先端、尖端、突端と、ひたすら走る芸術家。追いつき追い越せ、抜け駆けせよと焦る進歩主義者たち。あたかも、みんなで一直線に竿の先を目指しているかのように。しかし、まっすぐ一直線にのびきった棒は、金太郎飴のようなもので、どこで切っても似たようなものかもしれません。実のところ、先端はたくさんあって、星々のきらめきのように、いろんな方向に突出しているのではないでしょうか。金太郎飴の先端より金平糖の尖端です。破砕する星のかけらのように、それぞれの方向へと無数に走る末端がそのまま先端です。

社会を動かす知恵と技

日本における芸術の高等教育機関は、ここ150年ほどのあいだ、いくつかの限られたジャンルで美術や音楽の専門家を育ててきました。そして歴史に残る世界的な大家たちも(いくらか)輩出してきました。しかし今や芸術や芸術をとりまく社会の変化は著しく、芸術の専門家に期待されるものも大きく変わってきています。そもそも芸術とは、本来、社会から隔絶した特殊な職域ではなく、様々な局面で創発的に発揮される知恵と技のことです。芸術を研究する者にとって、解決すべき領域は実に広大です。

枠組みを作り変える大学院

本大学院芸術研究科では、「芸術専攻」と「芸術環境専攻」の両専攻の中に、美術、デザイン、文化財科学、文化研究、芸術教育など実に多様な専門分野がひしめき合っています。それぞれ弾力性のある実践的な研究制作指導によって、清新な価値創出に取り組む研究機関です。決まりきった型にはまる方法論に甘んじることなく、方法そのものを組み立てる構想力を持ち、社会的要請に応えつつ、社会に新たな価値観を提示しようという意欲のある方は、是非本大学院に集まってください。芸術の力で、新しい社会のかたちをつくりましょう。

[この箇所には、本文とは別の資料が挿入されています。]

#![forbid(unsafe_code)]

mod app;
mod backlight;
mod config;
mod constants;
mod error;
mod external;
mod frontend;
mod screen;
mod x11_utils;

use anyhow::Result;
use clap::builder::{PossibleValuesParser, TypedValueParser};
use clap::Parser;
use std::path::PathBuf;
use std::process::ExitCode;
use tracing::{debug, Level as TraceLevel};
use tracing_subscriber::FmtSubscriber;

use app::{AppContext, Outcome};
use config::Config;
use frontend::select_frontend;
use screen::{Directives, RelativeScreenPosition};

/// easy Display Setup for Laptops
#[derive(Debug, Parser)]
#[command(version, about)]
struct Args {
    /// The frontend to be used for user interaction
    #[arg(short, long)]
    frontend: Option<String>,

    /// Set the position of external screen relative to internal one
    #[arg(
        short = 'r',
        long = "relative-position",
        ignore_case = true,
        value_parser = PossibleValuesParser::new(RelativeScreenPosition::NAMES)
            .try_map(|name| name.parse::<RelativeScreenPosition>()),
    )]
    rel_position: Option<RelativeScreenPosition>,

    /// If an external screen is connected, disable all the others
    #[arg(short, long, conflicts_with = "internal_only")]
    external_only: bool,

    /// Enable internal screen, disable all the others
    #[arg(short, long)]
    internal_only: bool,

    /// Config file to use instead of ~/.dsl.conf
    #[arg(short, long)]
    config: Option<PathBuf>,
}

impl Args {
    fn directives(&self) -> Directives {
        Directives {
            internal_only: self.internal_only,
            external_only: self.external_only,
            rel_position: self.rel_position,
        }
    }
}

fn init_logging() -> Result<()> {
    // Parse log level from environment variable
    let log_level = match std::env::var("LOG_LEVEL")
        .unwrap_or_else(|_| "warn".to_string())
        .to_lowercase()
        .as_str()
    {
        "trace" => TraceLevel::TRACE,
        "debug" => TraceLevel::DEBUG,
        "info" => TraceLevel::INFO,
        "error" => TraceLevel::ERROR,
        _ => TraceLevel::WARN,
    };

    let subscriber = FmtSubscriber::builder()
        .with_max_level(log_level)
        .with_writer(std::io::stderr)
        .finish();

    tracing::subscriber::set_global_default(subscriber)?;
    Ok(())
}

fn main() -> Result<ExitCode> {
    let args = Args::parse();
    init_logging()?;

    // frontend first, so errors below reach the user through it
    let mut ctx = AppContext {
        frontend: select_frontend(args.frontend.as_deref()),
    };
    let config_path = args.config.clone().unwrap_or_else(Config::path);

    match app::run(&mut ctx, &config_path, &args.directives()) {
        Ok(Outcome::Applied(_)) => Ok(ExitCode::SUCCESS),
        Ok(Outcome::Cancelled) => Ok(ExitCode::from(constants::exit::CANCELLED)),
        Err(err) => {
            debug!(error = ?err, "display setup failed");
            ctx.frontend.error(&format!("{err:#}"));
            Err(err)
        }
    }
}
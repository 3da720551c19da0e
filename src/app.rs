//! One configuration pass: detect, decide, apply

use anyhow::{Context, Result};
use std::path::Path;
use tracing::info;

use crate::backlight::Backlight;
use crate::config::Config;
use crate::constants::tools::XBACKLIGHT;
use crate::external::{DisplayTool, Xrandr};
use crate::frontend::Frontend;
use crate::screen::situation::{situation_by_config, OutputSource};
use crate::screen::xrandr::xrandr_args;
use crate::screen::{build_setup, Directives, ScreenSetup};
use crate::x11_utils::RandrOutputs;

/// State shared by the whole run
pub struct AppContext {
    pub frontend: Box<dyn Frontend>,
}

#[derive(Debug, Clone, Copy, PartialEq, Eq)]
pub enum Outcome {
    Applied(ScreenSetup),
    Cancelled,
}

/// Run against the live X server with the real tools
pub fn run(ctx: &mut AppContext, config_path: &Path, directives: &Directives) -> Result<Outcome> {
    let config = Config::load(config_path)
        .with_context(|| format!("Failed to load config from {}", config_path.display()))?;
    let source = RandrOutputs::connect()?;
    configure(
        ctx,
        &config,
        directives,
        &source,
        &mut Xrandr,
        &Backlight::new(XBACKLIGHT),
    )
}

/// Work out the setup and apply it through `tool`
pub fn configure(
    ctx: &mut AppContext,
    config: &Config,
    directives: &Directives,
    source: &dyn OutputSource,
    tool: &mut dyn DisplayTool,
    backlight: &Backlight,
) -> Result<Outcome> {
    let situation = situation_by_config(config, source)?;

    let Some(setup) = build_setup(&situation, directives, ctx.frontend.as_mut())? else {
        info!("Setup cancelled by the user");
        return Ok(Outcome::Cancelled);
    };

    let args = xrandr_args(&situation, &setup);
    println!("Call that will be made: {} {}", tool.program(), args.join(" "));
    tool.apply(&args)?;

    // without an external screen the panel has to be visible
    if setup.ext_resolution().is_none() {
        backlight.turn_on();
    }
    Ok(Outcome::Applied(setup))
}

京都芸術大学大学院 芸術研究科長 上村 博 UEMURA Hiroshi

京都大学大学院文学研究科博士課程中退。京都大学文学部哲学科助手、パリ第四大学研究員を経て、1995年より本学に勤務。2019年4月より現職。芸術の理論的研究、特に芸術による場所と記憶の形成作用について研究。主な論文に"Art in situ or the site as art:A Japanese reception of contemporary art" in Ch.Vial-Kayser, S. Coëllier (ed.),Installation art as experience of self, in space and time,Vernon Press, 2022.共編著に『芸術環境を育てるために』(角川学芸出版、2010年)、『アートを書く、文化を編む』(京都芸術大学・東北芸術工科大学出版局藝術学舎、2019年)など。